SYMPTOMS.—Migraine occurs at intervals of one or two weeks or longer; often the attacks are not more frequent than every month or even two or three months. I have seen a number of patients who have attacks of migraine on Sunday with regularity, and escape during the interval. Some of these cases ascribed the attacks to sleeping later on this day than on others, but it is more likely that the attacks were the result of the culminating effect of a week's hard work. Between the attacks the patient is usually quite well as far as headache is concerned, but he may have slight neuralgia in branches of the trigeminal. The attacks are more or less alike. They are often preceded by prodromal symptoms for a day or two. The patient may feel languid or tired for a day before the attack. Sometimes there is unusual hunger the night before a paroxysm, or there may be violent gastralgia before each attack. The patient often wakes in the morning after sound sleep with a pain in the head. Should the attack come on in the day, it may be preceded by chilliness, yawning, or sneezing and a sense of general malaise. Ocular symptoms are frequent as a forerunner of an attack. First muscæ volitantes are seen, then balls of fire or bright zigzags appear before the eyes, making it impossible for the patient to read. These symptoms last for a few minutes or a half hour, and then cease, to be immediately followed by pain. Hemianopsia is a precursory symptom of rather frequent occurrence. Ross mentions a case in which the hemianopsia usually lasted about a half hour, and was followed by severe hemicrania. The ocular symptoms are often very alarming to patients.

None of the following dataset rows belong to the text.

#![allow(clippy::module_inception)]

use std::{fmt::Display, rc::Rc};

use crate::errors::errors::{Error, ErrorTip};

pub mod errors;
pub mod lexer;
pub mod macros;
pub mod parser;

extern crate regex;

/// A location in the source: 1-based line, 0-based column.
#[derive(Debug, Clone, PartialEq, Eq)]
pub struct Position {
    pub line: u32,
    pub column: u32,
    pub file: Rc<String>,
}

impl Position {
    pub fn new(line: u32, column: u32, file: Rc<String>) -> Self {
        Position { line, column, file }
    }

    pub fn null() -> Self {
        Position::new(1, 0, Rc::new(String::from("<null>")))
    }
}

impl Display for Position {
    fn fmt(&self, f: &mut std::fmt::Formatter<'_>) -> std::fmt::Result {
        write!(f, "{}:{}", self.line, self.column + 1)
    }
}

#[derive(Debug, Clone, PartialEq, Eq)]
pub struct Span {
    pub start: Position,
    pub end: Position,
}

/// Returns the text of the 1-based `line` in `source`, without its line terminator.
pub fn get_line(source: &str, line: u32) -> Option<&str> {
    source
        .split('\n')
        .nth(line.saturating_sub(1) as usize)
        .map(|text| text.trim_end_matches('\r'))
}


/// Renders the source line an error points at, with a caret under the column.
pub fn render_source_context(error: &Error, source: &str) -> String {
    /*
        -> input_boolean.txt
           |
        2  | x = a and #
           | ----------^
        tip
    */

    let position = error.get_position();
    let line_text = get_line(source, position.line).unwrap_or("");

    let line_string = position.line.to_string();
    let padding = line_string.len() + 2;

    let (line_text_removed, removed_whitespace) = remove_starting_whitespace(line_text);
    let arrows = (position.column as usize).saturating_sub(removed_whitespace) + 1;

    let mut rendered = String::new();
    rendered.push_str(&format!("-> {}\n", position.file));
    rendered.push_str(&format!("{:>padding$}\n", "|"));
    rendered.push_str(&format!("{} | {}\n", line_string, line_text_removed.trim_end()));
    rendered.push_str(&format!("{:>padding$} {:->arrows$}", "|", "^"));

    if let ErrorTip::Suggestion(tip) = error.get_tip() {
        rendered.push_str(&format!("\n{}", tip));
    }

    rendered
}

fn remove_starting_whitespace(string: &str) -> (String, usize) {
    let mut start = 0;
    for c in string.chars() {
        if c == ' ' || c == '\t' {
            start += 1;
        } else {
            break;
        }
    }

    (String::from(&string[start..]), start)
}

The pain, as a general rule, is at first in the ophthalmic division of the fifth nerve and its branches. It may begin in the branches of the occipital nerve or in the parietal region. It comes on gradually, is dull and boring at first, but becomes more intense and spreads to one lateral half of the head, more especially the front part. As it increases in intensity the pain seems to involve the entire head. Either side of the head may be affected. Eulenburg thinks that the left side is attacked twice as often as the right. An individual may have the pain on opposite sides of the head alternately in different attacks. The pain is described by patients as dull and boring or intense, and the head feeling as if it would burst. Patients often make pressure on the head to obtain relief. At times the pain seems to be of a violent, throbbing kind, keeping time, as it were, with the pulsation of the arteries. Lying down usually relieves the pain, but if it is violent the recumbent position seems to favor the afflux of blood to the head, and thereby increases the pain. The eye of the affected side becomes bloodshot, and the tears stream from it. The eyelid droops, and the sight is dim and clouded or may fail entirely. The least light is unbearable. During the attack the subject is chilly and intensely depressed, and the feet are very cold. The pulse is at first slow, small, and compressible.